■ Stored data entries

use serde::{Deserialize, Serialize};

use super::holding::{Holding, InstrumentKind};

/// Coarse risk bucket used for holdings, sectors and overall concentration.
#[derive(Debug, Clone, Copy, PartialEq, Eq, PartialOrd, Ord, Serialize, Deserialize)]
pub enum RiskLevel {
    Low,
    Medium,
    High,
}

impl std::fmt::Display for RiskLevel {
    fn fmt(&self, f: &mut std::fmt::Formatter<'_>) -> std::fmt::Result {
        match self {
            RiskLevel::Low => write!(f, "Low"),
            RiskLevel::Medium => write!(f, "Medium"),
            RiskLevel::High => write!(f, "High"),
        }
    }
}

/// Portfolio-level aggregates. A pure function of the holdings array,
/// recomputed on every pass.
#[derive(Debug, Clone, PartialEq, Serialize, Deserialize)]
pub struct PortfolioMetrics {
    /// Currency used for all monetary values
    pub currency: String,

    /// Σ quantity × average price
    pub total_investment: f64,

    /// Σ quantity × last price
    pub current_value: f64,

    /// Σ source-reported P&L
    pub total_pnl: f64,

    /// total_pnl / total_investment × 100
    pub total_pnl_pct: f64,

    /// Σ day change × quantity
    pub day_change: f64,

    /// day_change / current_value × 100
    pub day_change_pct: f64,

    pub number_of_holdings: usize,

    /// Distinct sector / category labels
    pub number_of_sectors: usize,

    /// Herfindahl-Hirschman index of holding weights, in percent (0..=100)
    pub hhi: f64,

    /// 1 / HHI as a fraction: number of equal-weighted positions the
    /// portfolio behaves like
    pub effective_holdings: f64,

    /// Sum of the 5 largest weights
    pub top5_concentration: f64,

    /// Sum of the 10 largest weights
    pub top10_concentration: f64,

    /// Weight of the heaviest sector / category
    pub max_sector_weight: f64,

    pub concentration_risk: RiskLevel,

    /// 0..=100, higher is better diversified
    pub diversification_score: f64,

    /// 0..=100, higher is riskier
    pub overall_risk_score: f64,

    /// Largest holding by current value
    pub largest_holding: Option<HoldingMetrics>,

    /// Best price return
    pub top_gainer: Option<HoldingMetrics>,

    /// Worst price return
    pub top_loser: Option<HoldingMetrics>,

    /// Per-holding derived fields, in input order
    pub holdings: Vec<HoldingMetrics>,

    /// Per-label rollups, largest current value first
    pub sectors: Vec<SectorSummary>,

    /// Equity vs fund split
    pub equity: KindBreakdown,
    pub funds: KindBreakdown,
}

/// A holding together with the values derived from it.
#[derive(Debug, Clone, PartialEq, Serialize, Deserialize)]
pub struct HoldingMetrics {
    pub holding: Holding,

    pub investment: f64,

    pub current_value: f64,

    /// P&L / investment × 100
    pub return_pct: f64,

    /// (last − average) / average × 100
    pub price_return_pct: f64,

    /// current value / portfolio current value × 100
    pub weight: f64,

    /// Share of the portfolio HHI contributed by this holding, in percent
    pub hhi_contribution: f64,

    pub risk_level: RiskLevel,

    /// Weight above the single-stock limit
    pub is_overweight: bool,
}

impl PortfolioMetrics {
    /// Holdings ordered by weight, largest first (stable for ties).
    pub fn ranked_by_weight(&self) -> Vec<&HoldingMetrics> {
        let mut ranked: Vec<&HoldingMetrics> = self.holdings.iter().collect();
        ranked.sort_by(|a, b| {
            b.weight
                .partial_cmp(&a.weight)
                .unwrap_or(std::cmp::Ordering::Equal)
        });
        ranked
    }

    pub fn sector(&self, name: &str) -> Option<&SectorSummary> {
        self.sectors.iter().find(|s| s.name == name)
    }
}

impl HoldingMetrics {
    pub fn symbol(&self) -> &str {
        &self.holding.symbol
    }

    pub fn label(&self) -> &'static str {
        self.holding.label()
    }

    pub fn pnl(&self) -> f64 {
        self.holding.pnl
    }
}

/// Rollup of every holding sharing one sector / category label.
#[derive(Debug, Clone, PartialEq, Serialize, Deserialize)]
pub struct SectorSummary {
    pub name: String,
    pub count: usize,
    pub investment: f64,
    pub current_value: f64,
    pub pnl: f64,
    /// pnl / investment × 100
    pub pnl_pct: f64,
    /// Share of portfolio current value, in percent
    pub weight: f64,
    pub avg_holding_weight: f64,
    pub max_holding_weight: f64,
    pub risk_level: RiskLevel,
    /// Member symbols in input order
    pub symbols: Vec<String>,
}

/// Aggregates for one instrument kind.
#[derive(Debug, Clone, PartialEq, Serialize, Deserialize)]
pub struct KindBreakdown {
    pub kind: InstrumentKind,
    pub count: usize,
    pub investment: f64,
    pub current_value: f64,
    pub pnl: f64,
    /// Share of portfolio current value, in percent
    pub weight: f64,
}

■ The problem
Write out the records shown above, exactly as they appear.

■ Task answer
use serde::{Deserialize, Serialize};

use super::holding::{Holding, InstrumentKind};

/// Coarse risk bucket used for holdings, sectors and overall concentration.
#[derive(Debug, Clone, Copy, PartialEq, Eq, PartialOrd, Ord, Serialize, Deserialize)]
pub enum RiskLevel {
    Low,
    Medium,
    High,
}

impl std::fmt::Display for RiskLevel {
    fn fmt(&self, f: &mut std::fmt::Formatter<'_>) -> std::fmt::Result {
        match self {
            RiskLevel::Low => write!(f, "Low"),
            RiskLevel::Medium => write!(f, "Medium"),
            RiskLevel::High => write!(f, "High"),
        }
    }
}

/// Portfolio-level aggregates. A pure function of the holdings array,
/// recomputed on every pass.
#[derive(Debug, Clone, PartialEq, Serialize, Deserialize)]
pub struct PortfolioMetrics {
    /// Currency used for all monetary values
    pub currency: String,

    /// Σ quantity × average price
    pub total_investment: f64,

    /// Σ quantity × last price
    pub current_value: f64,

    /// Σ source-reported P&L
    pub total_pnl: f64,

    /// total_pnl / total_investment × 100
    pub total_pnl_pct: f64,

    /// Σ day change × quantity
    pub day_change: f64,

    /// day_change / current_value × 100
    pub day_change_pct: f64,

    pub number_of_holdings: usize,

    /// Distinct sector / category labels
    pub number_of_sectors: usize,

    /// Herfindahl-Hirschman index of holding weights, in percent (0..=100)
    pub hhi: f64,

    /// 1 / HHI as a fraction: number of equal-weighted positions the
    /// portfolio behaves like
    pub effective_holdings: f64,

    /// Sum of the 5 largest weights
    pub top5_concentration: f64,

    /// Sum of the 10 largest weights
    pub top10_concentration: f64,

    /// Weight of the heaviest sector / category
    pub max_sector_weight: f64,

    pub concentration_risk: RiskLevel,

    /// 0..=100, higher is better diversified
    pub diversification_score: f64,

    /// 0..=100, higher is riskier
    pub overall_risk_score: f64,

    /// Largest holding by current value
    pub largest_holding: Option<HoldingMetrics>,

    /// Best price return
    pub top_gainer: Option<HoldingMetrics>,

    /// Worst price return
    pub top_loser: Option<HoldingMetrics>,

    /// Per-holding derived fields, in input order
    pub holdings: Vec<HoldingMetrics>,

    /// Per-label rollups, largest current value first
    pub sectors: Vec<SectorSummary>,

    /// Equity vs fund split
    pub equity: KindBreakdown,
    pub funds: KindBreakdown,
}

/// A holding together with the values derived from it.
#[derive(Debug, Clone, PartialEq, Serialize, Deserialize)]
pub struct HoldingMetrics {
    pub holding: Holding,

    pub investment: f64,

    pub current_value: f64,

    /// P&L / investment × 100
    pub return_pct: f64,

    /// (last − average) / average × 100
    pub price_return_pct: f64,

    /// current value / portfolio current value × 100
    pub weight: f64,

    /// Share of the portfolio HHI contributed by this holding, in percent
    pub hhi_contribution: f64,

    pub risk_level: RiskLevel,

    /// Weight above the single-stock limit
    pub is_overweight: bool,
}

impl PortfolioMetrics {
    /// Holdings ordered by weight, largest first (stable for ties).
    pub fn ranked_by_weight(&self) -> Vec<&HoldingMetrics> {
        let mut ranked: Vec<&HoldingMetrics> = self.holdings.iter().collect();
        ranked.sort_by(|a, b| {
            b.weight
                .partial_cmp(&a.weight)
                .unwrap_or(std::cmp::Ordering::Equal)
        });
        ranked
    }

    pub fn sector(&self, name: &str) -> Option<&SectorSummary> {
        self.sectors.iter().find(|s| s.name == name)
    }
}

impl HoldingMetrics {
    pub fn symbol(&self) -> &str {
        &self.holding.symbol
    }

    pub fn label(&self) -> &'static str {
        self.holding.label()
    }

    pub fn pnl(&self) -> f64 {
        self.holding.pnl
    }
}

/// Rollup of every holding sharing one sector / category label.
#[derive(Debug, Clone, PartialEq, Serialize, Deserialize)]
pub struct SectorSummary {
    pub name: String,
    pub count: usize,
    pub investment: f64,
    pub current_value: f64,
    pub pnl: f64,
    /// pnl / investment × 100
    pub pnl_pct: f64,
    /// Share of portfolio current value, in percent
    pub weight: f64,
    pub avg_holding_weight: f64,
    pub max_holding_weight: f64,
    pub risk_level: RiskLevel,
    /// Member symbols in input order
    pub symbols: Vec<String>,
}

/// Aggregates for one instrument kind.
#[derive(Debug, Clone, PartialEq, Serialize, Deserialize)]
pub struct KindBreakdown {
    pub kind: InstrumentKind,
    pub count: usize,
    pub investment: f64,
    pub current_value: f64,
    pub pnl: f64,
    /// Share of portfolio current value, in percent
    pub weight: f64,
}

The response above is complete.